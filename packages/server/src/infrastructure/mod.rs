//! Infrastructure 層
//!
//! - `dto`: ワイヤーフォーマット（JSON）の DTO とドメインモデルとの変換
//! - `transport`: ドメインのトランスポート trait の WebSocket 実装

pub mod dto;
pub mod transport;
//! HTTP endpoints.

use std::sync::Arc;

use axum::{Json, extract::State, http::StatusCode};

use crate::{
    infrastructure::dto::http::{HealthDto, RoomSnapshotDto},
    ui::state::AppState,
};

/// Health check endpoint
pub async fn health_check() -> Json<HealthDto> {
    Json(HealthDto {
        status: "ok".to_string(),
    })
}

/// Current roster of the room
pub async fn get_room(
    State(state): State<Arc<AppState>>,
) -> Result<Json<RoomSnapshotDto>, StatusCode> {
    match state.hub.roster().await {
        Ok(connected_users) => Ok(Json(RoomSnapshotDto { connected_users })),
        Err(e) => {
            tracing::error!("Failed to read roster: {}", e);
            Err(StatusCode::SERVICE_UNAVAILABLE)
        }
    }
}
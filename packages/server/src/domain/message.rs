//! Messages fanned out by the hub.

/// Kind of a [`Message`].
#[derive(Debug, Clone, Copy, PartialEq, Eq)]
pub enum MessageKind {
    Chat,
    Roster,
}

/// An immutable envelope delivered to participants.
///
/// A chat message carries a sender and an opaque body; a roster message
/// carries the sorted identities of every joined connection. The hub clones
/// a fresh copy for each recipient.
#[derive(Debug, Clone, PartialEq, Eq)]
pub enum Message {
    /// Chat payload sent by one participant
    Chat { sender: String, body: String },
    /// Snapshot of the identities currently in the room
    Roster(Vec<String>),
}

impl Message {
    pub fn chat(sender: impl Into<String>, body: impl Into<String>) -> Self {
        Self::Chat {
            sender: sender.into(),
            body: body.into(),
        }
    }

    pub fn roster(identities: Vec<String>) -> Self {
        Self::Roster(identities)
    }

    pub fn kind(&self) -> MessageKind {
        match self {
            Self::Chat { .. } => MessageKind::Chat,
            Self::Roster(_) => MessageKind::Roster,
        }
    }

    /// Sender identity; empty for system (roster) messages.
    pub fn sender(&self) -> &str {
        match self {
            Self::Chat { sender, .. } => sender,
            Self::Roster(_) => "",
        }
    }
}

#[cfg(test)]
mod tests {
    use super::*;

    #[test]
    fn test_chat_message_kind_and_sender() {
        // テスト項目: チャットメッセージは送信者を保持し kind が Chat になる
        // given (前提条件):
        let message = Message::chat("alice", "hi");

        // when (操作):
        let kind = message.kind();

        // then (期待する結果):
        assert_eq!(kind, MessageKind::Chat);
        assert_eq!(message.sender(), "alice");
    }

    #[test]
    fn test_roster_message_has_empty_sender() {
        // テスト項目: ロスターメッセージはシステムメッセージなので送信者が空になる
        // given (前提条件):
        let message = Message::roster(vec!["alice".to_string()]);

        // when (操作):
        let sender = message.sender();

        // then (期待する結果):
        assert_eq!(sender, "");
        assert_eq!(message.kind(), MessageKind::Roster);
    }
}
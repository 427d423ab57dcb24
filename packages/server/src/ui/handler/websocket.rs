//! WebSocket connection handlers.

use std::sync::Arc;

use axum::{
    extract::{
        Query, State,
        ws::{WebSocket, WebSocketUpgrade},
    },
    response::IntoResponse,
};
use serde::Deserialize;

use crate::{
    connection::run_session,
    domain::resolve_identity,
    hub::Hub,
    infrastructure::transport::split,
    ui::state::AppState,
};

/// Query parameters for WebSocket connection
#[derive(Debug, Deserialize)]
pub struct RoomQuery {
    pub username: Option<String>,
}

pub async fn websocket_handler(
    ws: WebSocketUpgrade,
    State(state): State<Arc<AppState>>,
    Query(query): Query<RoomQuery>,
) -> impl IntoResponse {
    let identity = resolve_identity(query.username.as_deref());
    tracing::info!("New client '{}' is connecting", identity);

    let hub = state.hub.clone();
    ws.on_upgrade(move |socket| handle_socket(socket, hub, identity))
}

async fn handle_socket(socket: WebSocket, hub: Hub, identity: String) {
    let (reader, writer) = split(socket);
    run_session(hub, identity, reader, writer).await;
}
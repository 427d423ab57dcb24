//! Transport traits
//!
//! The bidirectional transport is split into its two halves so the inbound
//! and outbound pumps can own them independently.

use async_trait::async_trait;

use super::{Message, TransportError};

/// Read half of a participant's transport.
#[cfg_attr(test, mockall::automock)]
#[async_trait]
pub trait InboundTransport: Send {
    /// Wait for the next text payload.
    ///
    /// Returns [`TransportError::Closed`] once the peer has gone away.
    async fn receive_text(&mut self) -> Result<String, TransportError>;
}

/// Write half of a participant's transport.
#[cfg_attr(test, mockall::automock)]
#[async_trait]
pub trait OutboundTransport: Send {
    /// Encode and send one message to the peer.
    async fn send_message(&mut self, message: &Message) -> Result<(), TransportError>;

    /// Close the transport.
    async fn close(&mut self) -> Result<(), TransportError>;
}
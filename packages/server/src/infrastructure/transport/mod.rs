//! トランスポートの実装
//!
//! - `websocket`: axum の WebSocket を使った実装

pub mod websocket;

pub use websocket::{WebSocketReader, WebSocketWriter, split};
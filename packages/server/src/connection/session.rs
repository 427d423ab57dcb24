//! One participant's session: join, pump both directions, leave.

use tracing::Instrument;

use crate::{
    domain::{InboundTransport, OutboundTransport, Participant},
    hub::Hub,
};

use super::{Connection, read_pump, write_pump};

/// Run a participant's session to completion.
///
/// 1. Opens a [`Connection`] and joins the hub
/// 2. Spawns the outbound pump
/// 3. Runs the inbound pump on the current task
/// 4. When either pump stops, leaves the hub exactly once
/// 5. Waits for the outbound pump to drain
///
/// If the hub closes the connection first (the peer was evicted as
/// unresponsive, or the hub is shutting down), reading stops at once and the
/// outbound pump is aborted instead of drained, dropping the transport.
#[tracing::instrument(skip_all, fields(identity = %identity))]
pub async fn run_session<R, W>(hub: Hub, identity: String, reader: R, writer: W)
where
    R: InboundTransport,
    W: OutboundTransport + 'static,
{
    let (connection, queue) = Connection::open(identity.clone(), hub.delivery_capacity());
    let connection_id = connection.id();
    let mut close_signal = queue.close_signal();

    let guard = match hub.join(connection).await {
        Ok(guard) => guard,
        Err(e) => {
            tracing::error!("Failed to join '{}' ({}): {}", identity, connection_id, e);
            return;
        }
    };
    tracing::info!("Client '{}' ({}) joined the room", identity, connection_id);

    let outbound_identity = identity.clone();
    let mut outbound = tokio::spawn(
        async move { write_pump(queue, writer, &outbound_identity).await }
            .instrument(tracing::Span::current()),
    );

    // Whichever direction stops first ends the session
    let mut outbound_finished = false;
    let mut closed_by_hub = false;
    tokio::select! {
        result = read_pump(reader, &hub, connection_id, &identity) => {
            if let Err(e) = result {
                tracing::error!("Inbound pump for '{}' stopped: {}", identity, e);
            }
        }
        _ = &mut outbound => {
            outbound_finished = true;
            tracing::debug!("Outbound pump for '{}' stopped first", identity);
        }
        _ = close_signal.closed() => {
            closed_by_hub = true;
            tracing::info!("Hub closed the connection for '{}' ({})", identity, connection_id);
        }
    }

    // A no-op at the hub if it already removed this connection
    if let Err(e) = guard.leave().await {
        tracing::warn!("Failed to leave for '{}' ({}): {}", identity, connection_id, e);
    }

    if closed_by_hub {
        outbound.abort();
    } else if !outbound_finished {
        if let Err(e) = outbound.await {
            tracing::warn!("Outbound pump for '{}' panicked: {}", identity, e);
        }
    }

    tracing::info!("Client '{}' ({}) disconnected", identity, connection_id);
}
//! Single-room WebSocket chat server with broadcast functionality.
//!
//! Every message a client sends is broadcast to all connected clients, along
//! with the list of connected usernames.
//!
//! Run with:
//! ```not_rust
//! cargo run --bin hubbub-server
//! cargo run --bin hubbub-server -- --host 0.0.0.0 --port 3000 --static-dir ./static
//! ```

use std::path::PathBuf;

use clap::Parser;
use hubbub_server::{
    hub::{DEFAULT_DELIVERY_CAPACITY, HubConfig},
    ui::{Server, ServerConfig},
};
use hubbub_shared::logger::setup_logger;

#[derive(Parser, Debug)]
#[command(name = "hubbub-server")]
#[command(about = "Single-room WebSocket chat server with broadcast support", long_about = None)]
struct Args {
    /// Host address to bind the server to
    #[arg(short = 'H', long, default_value = "127.0.0.1")]
    host: String,

    /// Port number to bind the server to
    #[arg(short = 'p', long, default_value = "8080")]
    port: u16,

    /// Directory of static files served at `/`
    #[arg(long)]
    static_dir: Option<PathBuf>,

    /// Messages buffered per client before it is disconnected as unresponsive
    #[arg(long, default_value_t = DEFAULT_DELIVERY_CAPACITY)]
    queue_capacity: usize,
}

impl From<Args> for ServerConfig {
    fn from(args: Args) -> Self {
        Self {
            host: args.host,
            port: args.port,
            static_dir: args.static_dir,
            hub: HubConfig {
                delivery_capacity: args.queue_capacity,
                ..HubConfig::default()
            },
        }
    }
}

#[tokio::main]
async fn main() {
    // Initialize tracing
    setup_logger(&[env!("CARGO_CRATE_NAME"), "tower_http"], "debug");

    let args = Args::parse();

    let server = Server::new(ServerConfig::from(args));
    if let Err(e) = server.run().await {
        tracing::error!("Server error: {}", e);
        std::process::exit(1);
    }
}
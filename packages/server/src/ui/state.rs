//! Shared application state.

use crate::hub::Hub;

/// Shared application state
pub struct AppState {
    /// Handle to the room's coordinator
    pub hub: Hub,
}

- _Exercise goal_
Please show each line in the records above that contains "Failed".

- _Response to this exercise_
            tracing::error!("Failed to read roster: {}", e);
            tracing::error!("Failed to join '{}' ({}): {}", identity, connection_id, e);
        tracing::warn!("Failed to leave for '{}' ({}): {}", identity, connection_id, e);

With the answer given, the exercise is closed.